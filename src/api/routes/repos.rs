//! Repository routes and the API root

use actix_web::{HttpRequest, HttpResponse, ResponseError, get, post, web};
use serde::{Deserialize, Serialize};

use super::blocking;
use crate::api::error::{ApiResult, MessageResponse};
use crate::api::pipeline::{Invocation, Operation, PipelineConfig};
use crate::manager::RepositoryManager;

/// Kind of resource addressed on the API root
#[derive(Debug, Default, Clone, Copy, PartialEq, Eq, Deserialize, Serialize)]
#[serde(rename_all = "lowercase")]
pub enum RootKind {
    #[default]
    Repository,
    Group,
}

#[derive(Debug, Deserialize, Serialize)]
pub struct CreateResourceRequest {
    pub name: String,
    #[serde(default)]
    pub description: String,
    #[serde(rename = "type", default)]
    pub kind: RootKind,
}

#[derive(Debug, Deserialize)]
pub struct ListResourcesQuery {
    #[serde(rename = "type", default)]
    kind: RootKind,
}

/// Create repository or group - `POST {prefix}`
#[post("")]
pub async fn create_resource(
    req: HttpRequest,
    body: web::Json<CreateResourceRequest>,
    manager: web::Data<RepositoryManager>,
    pipelines: web::Data<PipelineConfig>,
) -> HttpResponse {
    let CreateResourceRequest { name, description, kind } = body.into_inner();
    let operation = match kind {
        RootKind::Repository => Operation::CreateRepository,
        RootKind::Group => Operation::CreateGroup,
    };

    let invocation = Invocation::new(operation, None);
    pipelines
        .run(&req, &invocation, move || async move {
            let result = match kind {
                RootKind::Repository => create_repository(manager, name, description).await,
                RootKind::Group => super::create_group(manager, name, description).await,
            };
            result.unwrap_or_else(|e| e.error_response())
        })
        .await
}

/// List repositories or groups - `GET {prefix}[?type=group]`
#[get("")]
pub async fn list_resources(
    req: HttpRequest,
    query: web::Query<ListResourcesQuery>,
    manager: web::Data<RepositoryManager>,
    pipelines: web::Data<PipelineConfig>,
) -> HttpResponse {
    let kind = query.kind;
    let operation = match kind {
        RootKind::Repository => Operation::ListRepositories,
        RootKind::Group => Operation::ListGroups,
    };

    let invocation = Invocation::new(operation, None);
    pipelines
        .run(&req, &invocation, move || async move {
            let result = match kind {
                RootKind::Repository => list_repositories(manager).await,
                RootKind::Group => super::list_groups(manager).await,
            };
            result.unwrap_or_else(|e| e.error_response())
        })
        .await
}

pub async fn create_repository(
    manager: web::Data<RepositoryManager>,
    name: String,
    description: String,
) -> ApiResult<HttpResponse> {
    let repository = blocking(manager, move |m| m.create_repository(&name, &description)).await?;
    Ok(HttpResponse::Created().json(repository))
}

pub async fn list_repositories(manager: web::Data<RepositoryManager>) -> ApiResult<HttpResponse> {
    let repositories = blocking(manager, |m| m.list_repositories()).await?;
    Ok(HttpResponse::Ok().json(repositories))
}

pub async fn get_repository(manager: web::Data<RepositoryManager>, name: String) -> ApiResult<HttpResponse> {
    let repository = blocking(manager, move |m| m.get_repository(&name)).await?;
    Ok(HttpResponse::Ok().json(repository))
}

pub async fn delete_repository(manager: web::Data<RepositoryManager>, name: String) -> ApiResult<HttpResponse> {
    blocking(manager, move |m| m.delete_repository(&name)).await?;
    Ok(HttpResponse::Ok().json(MessageResponse::new("Repository deleted successfully")))
}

[ABOUT THIS TASK]: Within the listing above, count each line that holds the word "routes"; the answer is that number alone.

[RESULT OF THE EXERCISE]: 2